It is true that sometimes there are other guests, in some other part of the hotel, occupying their own suite of rooms, but giving no signs of their presence in the house to any party arriving after them, until the carriage comes up to the door the next morning to take them away.

The children had been accustomed to this state of things, and so, when they saw a boy standing at the door of the hotel where they were to stop for the night, on the evening before their arrival at Florence, their attention was at once attracted to the circumstance.

"Who can that be ?" said John, in a low tone to Florence." He looks like an American boy." The boy remained on the steps until the carriage came up to the door, and then, after looking for a moment with a pleased expression of countenance at Florence and John, he turned and went slowly up stairs.

The children, as usual, remained in the carriage until Pacifico had been in to make arrangements for them, and then they went up to their rooms.
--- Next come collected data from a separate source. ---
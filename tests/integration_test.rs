// Integration tests for the reschedule controller against a mocked store

mod fixtures;

use chrono::Duration;
use mockall::mock;
use mockall::Sequence;

use court_scheduler::models::activity::ActivityKind;
use court_scheduler::models::snapshot::ScheduleSnapshot;
use court_scheduler::services::reschedule::{
    MutationStatus, NoticeSeverity, NudgeDirection, RescheduleController,
};
use court_scheduler::services::store::{
    MutationOutcome, MutationRequest, ScheduleScope, ScheduleStore, StoreError,
};

use fixtures::{at, block_on_court, config, court_lane, fraction_at, match_on_court, unassigned_match, utc_window};

mock! {
    Store {}

    impl ScheduleStore for Store {
        fn fetch(&self, scope: &ScheduleScope) -> Result<ScheduleSnapshot, StoreError>;
        fn mutate(&self, request: &MutationRequest) -> Result<MutationOutcome, StoreError>;
        fn delete(&self, kind: ActivityKind, id: i64) -> Result<(), StoreError>;
    }
}

fn accepted(id: i64) -> MutationOutcome {
    MutationOutcome {
        id,
        version: Some(court_scheduler::models::activity::Version::new("v-next")),
    }
}

#[test]
fn test_drag_preserves_duration_and_carries_drag_start_version() {
    let activity = match_on_court(9, 3, 10, 0, 90);
    let original_duration = activity.duration();

    let mut store = MockStore::new();
    store
        .expect_mutate()
        .withf(move |request| {
            request.kind == ActivityKind::Match
                && request.id == Some(9)
                && request.start_at == at(10, 45)
                && request.end_at - request.start_at == original_duration
                && request.court_id == Some(5)
                && request.version.as_ref().map(|v| v.as_str()) == Some("v9")
        })
        .times(1)
        .returning(|_| Ok(accepted(9)));

    let mut controller = RescheduleController::new(&store, config());
    assert!(controller.begin_drag(&activity));

    // Pointer lands at 10:40; a 15-minute grid snaps that to 10:45
    let status = controller.drop_on_lane(&court_lane(5), fraction_at(10, 40), &utc_window());

    assert_eq!(status, MutationStatus::Settled);
    assert!(controller.take_refresh_request());
    assert!(controller.banner().is_none());

    let undo = controller.pending_undo().expect("undo snapshot recorded");
    assert_eq!(undo.prev_start, at(10, 0));
    assert_eq!(undo.prev_court_id, Some(3));
}

#[test]
fn test_unassigned_match_drag_never_reaches_the_store() {
    let activity = unassigned_match(4, 10, 60);

    let mut store = MockStore::new();
    store.expect_mutate().times(0);

    let mut controller = RescheduleController::new(&store, config());
    assert!(controller.begin_drag(&activity));
    let status = controller.drop_on_lane(&court_lane(5), fraction_at(12, 0), &utc_window());

    assert_eq!(status, MutationStatus::Rejected);
    let banner = controller.banner().expect("corrective banner");
    assert_eq!(banner.severity, NoticeSeverity::Warning);
    assert!(banner.message.contains("court"));
    assert!(!controller.take_refresh_request());
    assert!(controller.pending_undo().is_none());
}

#[test]
fn test_drop_snaps_to_nearest_slot_boundary() {
    // A block dropped with the pointer implying 10:40 must land on 10:30
    // or 10:45, never 10:40.
    let activity = block_on_court(1, 3, 10, 30, 15);

    let mut store = MockStore::new();
    store
        .expect_mutate()
        .withf(|request| request.start_at == at(10, 30) || request.start_at == at(10, 45))
        .times(1)
        .returning(|_| Ok(accepted(1)));

    let mut controller = RescheduleController::new(&store, config());
    controller.begin_drag(&activity);
    let status = controller.drop_on_lane(&court_lane(3), fraction_at(10, 40), &utc_window());
    assert_eq!(status, MutationStatus::Settled);
}

#[test]
fn test_undo_replays_pre_drag_state_with_pre_drag_version() {
    let activity = match_on_court(9, 3, 10, 0, 60);
    let mut sequence = Sequence::new();

    let mut store = MockStore::new();
    store
        .expect_mutate()
        .withf(|request| request.start_at == at(14, 0))
        .times(1)
        .in_sequence(&mut sequence)
        .returning(|_| Ok(accepted(9)));
    store
        .expect_mutate()
        .withf(|request| {
            request.id == Some(9)
                && request.start_at == at(10, 0)
                && request.end_at == at(11, 0)
                && request.court_id == Some(3)
                // The version captured before the drag, not the one the
                // store returned afterwards
                && request.version.as_ref().map(|v| v.as_str()) == Some("v9")
        })
        .times(1)
        .in_sequence(&mut sequence)
        .returning(|_| Ok(accepted(9)));

    let mut controller = RescheduleController::new(&store, config());
    controller.begin_drag(&activity);
    assert_eq!(
        controller.drop_on_lane(&court_lane(3), fraction_at(14, 0), &utc_window()),
        MutationStatus::Settled
    );
    assert!(controller.can_undo());

    assert_eq!(controller.undo(), MutationStatus::Settled);
    assert!(!controller.can_undo());
    assert!(controller.take_refresh_request());
}

#[test]
fn test_stale_version_rejection_leaves_undo_untouched() {
    let nudged = block_on_court(1, 3, 9, 0, 60);
    let dragged = match_on_court(9, 3, 10, 0, 60);

    let mut store = MockStore::new();
    store
        .expect_mutate()
        .withf(|request| request.kind == ActivityKind::Block)
        .times(1)
        .returning(|_| Ok(accepted(1)));
    store
        .expect_mutate()
        .withf(|request| request.kind == ActivityKind::Match)
        .times(1)
        .returning(|_| Err(StoreError::StaleVersion));

    let mut controller = RescheduleController::new(&store, config());

    // A successful nudge seeds the undo slot
    assert_eq!(
        controller.nudge_end(&nudged, NudgeDirection::Extend),
        MutationStatus::Settled
    );
    assert!(controller.take_refresh_request());
    let seeded = controller.pending_undo().cloned().expect("seeded undo");

    // A stale drag afterwards must change nothing
    controller.begin_drag(&dragged);
    let status = controller.drop_on_lane(&court_lane(3), fraction_at(12, 0), &utc_window());

    assert_eq!(status, MutationStatus::Rejected);
    assert!(!controller.take_refresh_request());
    assert_eq!(controller.pending_undo(), Some(&seeded));
    let banner = controller.banner().expect("stale banner");
    assert!(banner.message.contains("edited elsewhere"));
}

#[test]
fn test_nudge_extends_end_and_keeps_start_fixed() {
    let activity = match_on_court(9, 3, 10, 0, 60);

    let mut store = MockStore::new();
    store
        .expect_mutate()
        .withf(|request| {
            request.start_at == at(10, 0) && request.end_at == at(10, 0) + Duration::minutes(75)
        })
        .times(1)
        .returning(|_| Ok(accepted(9)));

    let mut controller = RescheduleController::new(&store, config());
    assert_eq!(
        controller.nudge_end(&activity, NudgeDirection::Extend),
        MutationStatus::Settled
    );
    assert!(controller.can_undo());
}

#[test]
fn test_nudge_cannot_shrink_below_one_slot() {
    let activity = block_on_court(1, 3, 10, 0, 15);

    let mut store = MockStore::new();
    store.expect_mutate().times(0);

    let mut controller = RescheduleController::new(&store, config());
    assert_eq!(
        controller.nudge_end(&activity, NudgeDirection::Shrink),
        MutationStatus::Rejected
    );
    assert!(controller.banner().is_some());
}

#[test]
fn test_conflict_rejection_surfaces_store_message() {
    let activity = block_on_court(1, 3, 10, 0, 60);

    let mut store = MockStore::new();
    store
        .expect_mutate()
        .returning(|_| Err(StoreError::Conflict("A block already covers this slot.".to_string())));

    let mut controller = RescheduleController::new(&store, config());
    controller.begin_drag(&activity);
    let status = controller.drop_on_lane(&court_lane(3), fraction_at(11, 0), &utc_window());

    assert_eq!(status, MutationStatus::Rejected);
    let banner = controller.banner().expect("conflict banner");
    assert!(banner.message.contains("A block already covers this slot."));
    assert_eq!(banner.severity, NoticeSeverity::Warning);
}

#[test]
fn test_locked_rejection_is_transient() {
    let activity = block_on_court(1, 3, 10, 0, 60);

    let mut store = MockStore::new();
    store.expect_mutate().returning(|_| Err(StoreError::Locked));

    let mut controller = RescheduleController::new(&store, config());
    controller.begin_drag(&activity);
    controller.drop_on_lane(&court_lane(3), fraction_at(11, 0), &utc_window());

    let banner = controller.banner().expect("lock banner");
    assert_eq!(banner.severity, NoticeSeverity::Info);
    assert!(banner.message.contains("Try again"));
}

#[test]
fn test_context_change_clears_undo_and_banner() {
    let activity = match_on_court(9, 3, 10, 0, 60);

    let mut store = MockStore::new();
    store.expect_mutate().returning(|_| Ok(accepted(9)));

    let mut controller = RescheduleController::new(&store, config());
    assert_eq!(
        controller.nudge_end(&activity, NudgeDirection::Extend),
        MutationStatus::Settled
    );
    assert!(controller.can_undo());

    controller.context_changed();
    assert!(!controller.can_undo());
    assert!(controller.banner().is_none());
    // Nothing left to undo
    assert_eq!(controller.undo(), MutationStatus::Skipped);
}

#[test]
fn test_drop_without_drag_is_ignored() {
    let mut store = MockStore::new();
    store.expect_mutate().times(0);

    let mut controller = RescheduleController::new(&store, config());
    assert_eq!(
        controller.drop_on_lane(&court_lane(3), 0.5, &utc_window()),
        MutationStatus::Skipped
    );
}

#[test]
fn test_cancelled_drag_issues_nothing() {
    let activity = match_on_court(9, 3, 10, 0, 60);

    let mut store = MockStore::new();
    store.expect_mutate().times(0);

    let mut controller = RescheduleController::new(&store, config());
    controller.begin_drag(&activity);
    controller.cancel_drag();
    assert_eq!(
        controller.drop_on_lane(&court_lane(3), 0.5, &utc_window()),
        MutationStatus::Skipped
    );
}

#[test]
fn test_delete_match_is_rejected_before_any_request() {
    let mut store = MockStore::new();
    store.expect_delete().times(0);

    let mut controller = RescheduleController::new(&store, config());
    assert_eq!(
        controller.delete_activity(ActivityKind::Match, 9),
        MutationStatus::Rejected
    );
    assert!(controller.banner().is_some());
}

#[test]
fn test_delete_block_settles_and_requests_refresh() {
    let mut store = MockStore::new();
    store
        .expect_delete()
        .withf(|kind, id| *kind == ActivityKind::Block && *id == 7)
        .times(1)
        .returning(|_, _| Ok(()));

    let mut controller = RescheduleController::new(&store, config());
    assert_eq!(
        controller.delete_activity(ActivityKind::Block, 7),
        MutationStatus::Settled
    );
    assert!(controller.take_refresh_request());
    // Deletion is not revertible through the undo slot
    assert!(!controller.can_undo());
}

#[test]
fn test_create_block_validates_window_client_side() {
    let mut store = MockStore::new();
    store.expect_mutate().times(0);

    let mut controller = RescheduleController::new(&store, config());
    assert_eq!(
        controller.create_block(at(11, 0), at(10, 0), Some(3)),
        MutationStatus::Rejected
    );
}

#[test]
fn test_create_availability_omits_id_and_court() {
    let mut store = MockStore::new();
    store
        .expect_mutate()
        .withf(|request| {
            request.kind == ActivityKind::Availability
                && request.id.is_none()
                && request.court_id.is_none()
                && request.version.is_none()
        })
        .times(1)
        .returning(|_| Ok(accepted(11)));

    let mut controller = RescheduleController::new(&store, config());
    assert_eq!(
        controller.create_availability(at(9, 0), at(12, 0)),
        MutationStatus::Settled
    );
    assert!(!controller.can_undo());
}

#[test]
fn test_transport_failure_keeps_calendar_untouched() {
    let activity = match_on_court(9, 3, 10, 0, 60);

    let mut store = MockStore::new();
    store
        .expect_mutate()
        .returning(|_| Err(StoreError::Transport("connection reset".to_string())));

    let mut controller = RescheduleController::new(&store, config());
    controller.begin_drag(&activity);
    let status = controller.drop_on_lane(&court_lane(3), fraction_at(12, 0), &utc_window());

    assert_eq!(status, MutationStatus::Rejected);
    assert!(!controller.take_refresh_request());
    assert!(controller.pending_undo().is_none());
    assert_eq!(
        controller.banner().map(|b| b.severity),
        Some(NoticeSeverity::Error)
    );
}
They supposed, from having seen the boy at the door, that there was a family of travellers already in the hotel, though at that time they saw no other indications of them.

At length, however, after they had finished their dinner, and the waiter, who at that place attended them, was carrying out the things from the dinner, they saw a bright-eyed and pretty little girl, apparently about four years old, standing at the door and looking in.

John immediately held out his hand and said, "Come in here, my little girl, and see us."

The child shook her head and fell back a little, but continued looking into the room.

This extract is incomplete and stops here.